Jim Sader 02 Sleep with Slander by Dolores Hitchens

Author:Dolores Hitchens [Hitchens, Dolores]
Language: eng
Format: epub
Publisher: Library of America
Published: 2015-10-05T21:00:00+00:00


CHAPTER ELEVEN

HE WENT into the living room and sat down on a chair and smoked a cigarette. There was some thinking to be done, a course of action to be planned. Some legal angles had to be considered, relating to his hanging onto his license.

He wondered who represented the law on this particular hillside. The County Sheriff, probably, since it was north of the Laguna Beach city limits. He was certainly obligated, under the rules of his license, to co-operate with the Sheriff’s office in reporting the murder of Wanda Nevins.

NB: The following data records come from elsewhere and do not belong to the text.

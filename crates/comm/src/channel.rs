//! In-process channel-mesh communicator

use std::sync::{Arc, Barrier};

use crossbeam_channel::{unbounded, Receiver, Sender};

use crate::communicator::Communicator;
use crate::error::{CommError, Result};

/// One endpoint of a fully connected in-process worker group.
///
/// `connect(size)` wires a dedicated channel for every ordered pair of
/// ranks, so `recv(src)` always observes messages from `src` in the
/// order `src` sent them and never interleaves peers. A shared barrier
/// provides the all-participant rendezvous.
pub struct ChannelCommunicator {
    rank: usize,
    size: usize,
    /// `senders[dest]` is the channel rank -> dest; `None` at own rank.
    senders: Vec<Option<Sender<Vec<f64>>>>,
    /// `receivers[src]` is the channel src -> rank; `None` at own rank.
    receivers: Vec<Option<Receiver<Vec<f64>>>>,
    barrier: Arc<Barrier>,
}

impl ChannelCommunicator {
    /// Create all `size` endpoints of a connected group. Endpoint `r`
    /// of the returned vector has rank `r`.
    pub fn connect(size: usize) -> Vec<Self> {
        assert!(size > 0, "worker group must have at least one member");

        let mut tx: Vec<Vec<Option<Sender<Vec<f64>>>>> = (0..size)
            .map(|_| (0..size).map(|_| None).collect())
            .collect();
        let mut rx: Vec<Vec<Option<Receiver<Vec<f64>>>>> = (0..size)
            .map(|_| (0..size).map(|_| None).collect())
            .collect();

        for from in 0..size {
            for to in 0..size {
                if from != to {
                    let (s, r) = unbounded();
                    tx[from][to] = Some(s);
                    rx[to][from] = Some(r);
                }
            }
        }

        let barrier = Arc::new(Barrier::new(size));

        tx.into_iter()
            .zip(rx)
            .enumerate()
            .map(|(rank, (senders, receivers))| Self {
                rank,
                size,
                senders,
                receivers,
                barrier: Arc::clone(&barrier),
            })
            .collect()
    }

    fn check_peer(&self, peer: usize) -> Result<()> {
        if peer >= self.size {
            return Err(CommError::InvalidPeer {
                peer,
                size: self.size,
            });
        }
        if peer == self.rank {
            return Err(CommError::SelfMessage { rank: self.rank });
        }
        Ok(())
    }
}

impl Communicator for ChannelCommunicator {
    fn rank(&self) -> usize {
        self.rank
    }

    fn size(&self) -> usize {
        self.size
    }

    fn send(&self, dest: usize, buf: Vec<f64>) -> Result<()> {
        self.check_peer(dest)?;
        self.senders[dest]
            .as_ref()
            .ok_or(CommError::Disconnected { peer: dest })?
            .send(buf)
            .map_err(|_| CommError::Disconnected { peer: dest })
    }

    fn recv(&self, src: usize) -> Result<Vec<f64>> {
        self.check_peer(src)?;
        self.receivers[src]
            .as_ref()
            .ok_or(CommError::Disconnected { peer: src })?
            .recv()
            .map_err(|_| CommError::Disconnected { peer: src })
    }

    fn barrier(&self) {
        self.barrier.wait();
    }
}

impl std::fmt::Debug for ChannelCommunicator {
    fn fmt(&self, f: &mut std::fmt::Formatter<'_>) -> std::fmt::Result {
        f.debug_struct("ChannelCommunicator")
            .field("rank", &self.rank)
            .field("size", &self.size)
            .finish()
    }
}

#[cfg(test)]
mod tests {
    use super::*;
    use std::thread;

    #[test]
    fn test_point_to_point_preserves_order() {
        let mut group = ChannelCommunicator::connect(2);
        let b = group.pop().unwrap();
        let a = group.pop().unwrap();

        a.send(1, vec![1.0]).unwrap();
        a.send(1, vec![2.0]).unwrap();
        assert_eq!(b.recv(0).unwrap(), vec![1.0]);
        assert_eq!(b.recv(0).unwrap(), vec![2.0]);
    }

    #[test]
    fn test_peer_bounds() {
        let group = ChannelCommunicator::connect(2);
        assert!(matches!(
            group[0].send(2, vec![]),
            Err(CommError::InvalidPeer { peer: 2, size: 2 })
        ));
        assert!(matches!(
            group[0].send(0, vec![]),
            Err(CommError::SelfMessage { rank: 0 })
        ));
    }

    #[test]
    fn test_broadcast_reaches_all_ranks() {
        let group = ChannelCommunicator::connect(3);
        let handles: Vec<_> = group
            .into_iter()
            .map(|comm| {
                thread::spawn(move || {
                    let mut buf = if comm.is_coordinator() {
                        vec![3.5, -1.0]
                    } else {
                        Vec::new()
                    };
                    comm.broadcast(0, &mut buf).unwrap();
                    buf
                })
            })
            .collect();
        for h in handles {
            assert_eq!(h.join().unwrap(), vec![3.5, -1.0]);
        }
    }

    #[test]
    fn test_recv_after_peer_dropped_errors() {
        let mut group = ChannelCommunicator::connect(2);
        let b = group.pop().unwrap();
        drop(group); // drops rank 0
        assert!(matches!(b.recv(0), Err(CommError::Disconnected { peer: 0 })));
    }
}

He had also a duty to a client, in this case old man Gibbings whom he found completely detestable. There was no way on earth, once the murder had been reported, to keep Gibbings’ name out of it. The newspapers would seize on him like a pack of wolves. The tissue of secrecy would be torn. But it wasn’t old man Gibbings that Sader found himself worrying about. He was remembering an elephant of a woman in red pants and green jersey blouse, with a painted face, who had described for him the only image he had of Kit Gibbings, sitting alone at a table at Hollywood Park and studying a racing form.

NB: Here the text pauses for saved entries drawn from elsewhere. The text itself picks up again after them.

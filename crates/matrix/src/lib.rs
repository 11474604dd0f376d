//! vstripe dense matrix storage
//!
//! Flat row-major storage for the `n x (n+1)` augmented matrix mutated
//! in place by the elimination engine. Every worker holds a full-size
//! replica of this type; consistency between replicas is the solver's
//! concern, not the store's.

mod dense;
mod error;

pub use dense::AugmentedMatrix;
pub use error::{MatrixError, Result};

And it was somehow this woman he had never met, with her nice white gloves and her pot of tea, and her fifty-dollar hat that she didn’t know was all wrong for her, it was this woman who slowly but surely tipped the scales for Sader.

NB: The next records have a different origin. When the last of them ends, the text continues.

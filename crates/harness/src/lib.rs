//! vstripe task harness
//!
//! The validate / pre-process / run / post-process lifecycle shared by
//! the exercise suite, the flat input encoding, the two
//! Gaussian-elimination tasks (sequential reference and column-striped
//! parallel), and a pipeline that runs both and verifies one against
//! the other.

mod error;
mod input;
mod pipeline;
mod task;

pub use error::{HarnessError, Result};
pub use input::{encode, parse, validate};
pub use pipeline::{max_residual, random_system, SolvePipeline, SolveReport};
pub use task::{GaussSeqTask, GaussStripedTask, LifecycleTask};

He got off the chair, disposed of the cigarette butt in the bathroom, then went through the house swiftly. He found, in the hollow shell of the Buddha’s backside, a locked steel box to which there seemed to be no key. He carried it into the kitchen, pried up the lid with a screwdriver.

It was empty. Someone who had had a key had beat him to it. He wiped his prints off the steel surface, left it on the sink.

In a hatbox on the top shelf of Wanda’s closet were some bankbooks, bank statements, and a sheaf of canceled checks snapped together with a rubber band. Sader laid the checks on the dressing table and separated them with a pencil tip. They represented mortgage and house utility payments, and checks drawn for cash. The bankbooks had been issued by two different banks, one in Laguna Beach and one in Los Angeles. The Los Angeles account showed a savings account balance of a little more than twenty-two thousand dollars. The Laguna Beach account was a small checking operation; it appeared from what Sader could figure that four or five hundred dollars had been withdrawn every few weeks from the savings account in L.A. and deposited in the Laguna Beach account to make the mortgage and other payments.

The L.A. account had been started almost two years before with a single deposit of forty thousand dollars.

Sader put the bankbooks and the checks back in the box, taking care not to leave prints, and returned the box to its shelf.